Exercise directions: Look for "serde" in the listing below. Gather each line that contains it.

-- Opening Marker --

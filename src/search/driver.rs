use crate::discover::SourceFile;
use crate::error::Error;
use crate::grammar::GrammarRegistry;
use crate::matcher::{MatchRecord, Matcher};
use crate::search::{search, CancellationToken, SearchConfig};
use crate::tree::parse;
use rayon::prelude::*;
use serde::Serialize;
use std::fs;
use std::path::PathBuf;
use std::time::Instant;
use tracing::{debug, info, warn};

/// A file that could not be searched. The rest of the search is unaffected.
#[derive(Debug, Clone, PartialEq, Eq, Serialize)]
pub struct FileDiagnostic {
    pub path: PathBuf,
    pub message: String,
}

/// Aggregate result of a multi-file search.
#[derive(Debug, Clone, Default, PartialEq, Eq, Serialize)]
#[serde(rename_all = "camelCase")]
pub struct SearchOutcome {
    /// Matches in file order, then document order, cut to `max_results`.
    pub matches: Vec<MatchRecord>,
    pub diagnostics: Vec<FileDiagnostic>,
    /// Matches found before `max_results` was applied.
    pub total_matches: usize,
    pub truncated: bool,
    pub files_searched: usize,
    /// Set when the token tripped before every file was searched.
    pub cancelled: bool,
}

enum FileOutcome {
    Cancelled,
    /// Records kept (at most `max_results`) and every match found.
    Searched(Vec<MatchRecord>, usize),
    Failed(FileDiagnostic),
}

/// Searches `files` with `matcher`, fanning out over a rayon pool.
///
/// Each file is read, parsed and searched independently. Results are put
/// back in the order of `files` before `max_results` is applied, so the
/// outcome does not depend on scheduling.
pub fn search_files(
    registry: &GrammarRegistry,
    files: &[SourceFile],
    matcher: &Matcher,
    config: &SearchConfig,
    cancel: &CancellationToken,
) -> Result<SearchOutcome, Error> {
    let start_time = Instant::now();

    let run = || -> Vec<(usize, FileOutcome)> {
        files
            .par_iter()
            .enumerate()
            .map(|(index, file)| {
                if cancel.is_cancelled() {
                    return (index, FileOutcome::Cancelled);
                }
                (index, search_file(registry, file, matcher, config))
            })
            .collect()
    };

    let mut indexed = if config.threads > 0 {
        let pool = rayon::ThreadPoolBuilder::new()
            .num_threads(config.threads)
            .thread_name(|index| format!("syngrep-worker-{index}"))
            .build()?;
        pool.install(run)
    } else {
        run()
    };

    // Sort by original index to keep file order deterministic
    indexed.sort_by_key(|(index, _)| *index);

    let mut outcome = SearchOutcome::default();
    for (_, result) in indexed {
        match result {
            FileOutcome::Cancelled => outcome.cancelled = true,
            FileOutcome::Searched(records, found) => {
                outcome.files_searched += 1;
                outcome.total_matches += found;
                outcome.matches.extend(records);
            }
            FileOutcome::Failed(diagnostic) => outcome.diagnostics.push(diagnostic),
        }
    }

    if let Some(limit) = config.limit() {
        outcome.matches.truncate(limit);
    }
    outcome.truncated = outcome.total_matches > outcome.matches.len();

    if outcome.cancelled {
        info!(
            files_searched = outcome.files_searched,
            files = files.len(),
            "search cancelled"
        );
    }
    info!(
        files = files.len(),
        matches = outcome.total_matches,
        returned = outcome.matches.len(),
        diagnostics = outcome.diagnostics.len(),
        elapsed = ?start_time.elapsed(),
        "search finished"
    );
    Ok(outcome)
}

fn search_file(
    registry: &GrammarRegistry,
    file: &SourceFile,
    matcher: &Matcher,
    config: &SearchConfig,
) -> FileOutcome {
    if &file.language != matcher.language() {
        debug!(path = %file.path.display(), "language differs from matcher, skipping");
        return FileOutcome::Searched(Vec::new(), 0);
    }

    let failed = |message: String| {
        warn!(path = %file.path.display(), %message, "file skipped");
        FileOutcome::Failed(FileDiagnostic {
            path: file.path.clone(),
            message,
        })
    };

    let source = match fs::read_to_string(&file.path) {
        Ok(source) => source,
        Err(err) => return failed(format!("cannot read file: {err}")),
    };
    let grammar = match registry.grammar(&file.language) {
        Ok(grammar) => grammar,
        Err(err) => return failed(err.to_string()),
    };
    let tree = match parse(&source, grammar.as_ref()) {
        Ok(tree) => tree.with_path(&file.path),
        Err(err) => return failed(err.to_string()),
    };

    // Every match is counted, but only the first `max_results` are kept;
    // the global cut happens after merging.
    let uncapped = config.clone().with_max_results(None);
    let mut found = search(&tree, matcher, &uncapped);
    let records: Vec<MatchRecord> = match config.limit() {
        Some(limit) => found.by_ref().take(limit).map(|m| m.to_record()).collect(),
        None => found.by_ref().map(|m| m.to_record()).collect(),
    };
    let total = records.len() + found.count();
    FileOutcome::Searched(records, total)
}

#[cfg(test)]
mod tests {
    use super::*;
    use crate::matcher::compile_pattern;
    use std::fs;
    use tempfile::TempDir;

    fn python_files(dir: &TempDir, registry: &GrammarRegistry, sources: &[(&str, &str)]) -> Vec<SourceFile> {
        let python = registry.resolve("python").unwrap();
        sources
            .iter()
            .map(|(name, body)| {
                let path = dir.path().join(name);
                fs::write(&path, body).unwrap();
                SourceFile {
                    path,
                    language: python.clone(),
                }
            })
            .collect()
    }

    #[test]
    fn results_follow_file_order_then_truncate() {
        let dir = TempDir::new().unwrap();
        let registry = GrammarRegistry::builtin();
        let files = python_files(
            &dir,
            &registry,
            &[
                ("z.py", "f(1)\nf(2)\n"),
                ("a.py", "f(3)\n"),
                ("m.py", "f(4)\nf(5)\n"),
            ],
        );
        let python = registry.resolve("python").unwrap();
        let matcher = compile_pattern(&registry, "f($X)", &python).unwrap();

        let config = SearchConfig::default().with_max_results(Some(4)).with_threads(2);
        let outcome = search_files(&registry, &files, &matcher, &config, &CancellationToken::new()).unwrap();

        let texts: Vec<_> = outcome.matches.iter().map(|m| m.text.as_str()).collect();
        assert_eq!(texts, vec!["f(1)", "f(2)", "f(3)", "f(4)"]);
        assert_eq!(outcome.total_matches, 5);
        assert!(outcome.truncated);
        assert_eq!(outcome.files_searched, 3);
        assert!(outcome.matches[0].file.as_deref().unwrap().ends_with("z.py"));
    }

    #[test]
    fn single_file_over_the_cap_counts_every_match() {
        let dir = TempDir::new().unwrap();
        let registry = GrammarRegistry::builtin();
        let files = python_files(&dir, &registry, &[("many.py", "f(1)\nf(2)\nf(3)\nf(4)\nf(5)\n")]);
        let python = registry.resolve("python").unwrap();
        let matcher = compile_pattern(&registry, "f($X)", &python).unwrap();

        let config = SearchConfig::default().with_max_results(Some(2));
        let outcome = search_files(&registry, &files, &matcher, &config, &CancellationToken::new()).unwrap();

        let texts: Vec<_> = outcome.matches.iter().map(|m| m.text.as_str()).collect();
        assert_eq!(texts, vec!["f(1)", "f(2)"]);
        assert_eq!(outcome.total_matches, 5);
        assert!(outcome.truncated);
    }

    #[test]
    fn under_the_cap_is_not_truncated() {
        let dir = TempDir::new().unwrap();
        let registry = GrammarRegistry::builtin();
        let files = python_files(&dir, &registry, &[("few.py", "f(1)\nf(2)\n")]);
        let python = registry.resolve("python").unwrap();
        let matcher = compile_pattern(&registry, "f($X)", &python).unwrap();

        let config = SearchConfig::default().with_max_results(Some(2));
        let outcome = search_files(&registry, &files, &matcher, &config, &CancellationToken::new()).unwrap();

        assert_eq!(outcome.total_matches, 2);
        assert!(!outcome.truncated);
    }

    #[test]
    fn unreadable_file_becomes_a_diagnostic() {
        let dir = TempDir::new().unwrap();
        let registry = GrammarRegistry::builtin();
        let files = python_files(&dir, &registry, &[("good.py", "f(1)\n"), ("bad.py", "")]);
        fs::write(&files[1].path, [0xff, 0xfe, 0x00, b'\n']).unwrap();
        let python = registry.resolve("python").unwrap();
        let matcher = compile_pattern(&registry, "f($X)", &python).unwrap();

        let outcome = search_files(
            &registry,
            &files,
            &matcher,
            &SearchConfig::default(),
            &CancellationToken::new(),
        )
        .unwrap();

        assert_eq!(outcome.matches.len(), 1);
        assert_eq!(outcome.diagnostics.len(), 1);
        assert!(outcome.diagnostics[0].path.ends_with("bad.py"));
    }

    #[test]
    fn cancelled_token_skips_remaining_files() {
        let dir = TempDir::new().unwrap();
        let registry = GrammarRegistry::builtin();
        let files = python_files(&dir, &registry, &[("a.py", "f(1)\n"), ("b.py", "f(2)\n")]);
        let python = registry.resolve("python").unwrap();
        let matcher = compile_pattern(&registry, "f($X)", &python).unwrap();

        let token = CancellationToken::new();
        token.cancel();
        let outcome = search_files(&registry, &files, &matcher, &SearchConfig::default(), &token).unwrap();

        assert!(outcome.cancelled);
        assert!(outcome.matches.is_empty());
        assert_eq!(outcome.files_searched, 0);
    }
}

-- Closing Marker --

Response to the exercise:
use serde::Serialize;
#[serde(rename_all = "camelCase")]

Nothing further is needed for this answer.